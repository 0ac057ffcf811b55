//! A multilayer perceptron trained online with backpropagation, and a small
//! service for sharing one network between request handlers.

#[macro_use]
extern crate serde_derive;

pub mod activator;
pub mod api;
pub mod config;
pub mod error;
pub mod feed_forward;
pub mod layer;
pub mod neuron;
pub mod pattern;
pub mod service;
pub mod state;
pub mod trainer;

pub use crate::activator::Activator;
pub use crate::config::ServiceConfig;
pub use crate::error::{Error, Result};
pub use crate::feed_forward::Network;
pub use crate::pattern::Pattern;
pub use crate::service::NetworkService;
pub use crate::state::NetworkState;
pub use crate::trainer::{Logging, Trainer};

^^^^

**EXERCISE INSTRUCTIONS**
The expected result is every record above, duplicated exactly.

**RESPONSE TO THE TASK**
repository 0ac057ffcf811b55
//! A multilayer perceptron trained online with backpropagation, and a small
//! service for sharing one network between request handlers.

#[macro_use]
extern crate serde_derive;

pub mod activator;
pub mod api;
pub mod config;
pub mod error;
pub mod feed_forward;
pub mod layer;
pub mod neuron;
pub mod pattern;
pub mod service;
pub mod state;
pub mod trainer;

pub use crate::activator::Activator;
pub use crate::config::ServiceConfig;
pub use crate::error::{Error, Result};
pub use crate::feed_forward::Network;
pub use crate::pattern::Pattern;
pub use crate::service::NetworkService;
pub use crate::state::NetworkState;
pub use crate::trainer::{Logging, Trainer};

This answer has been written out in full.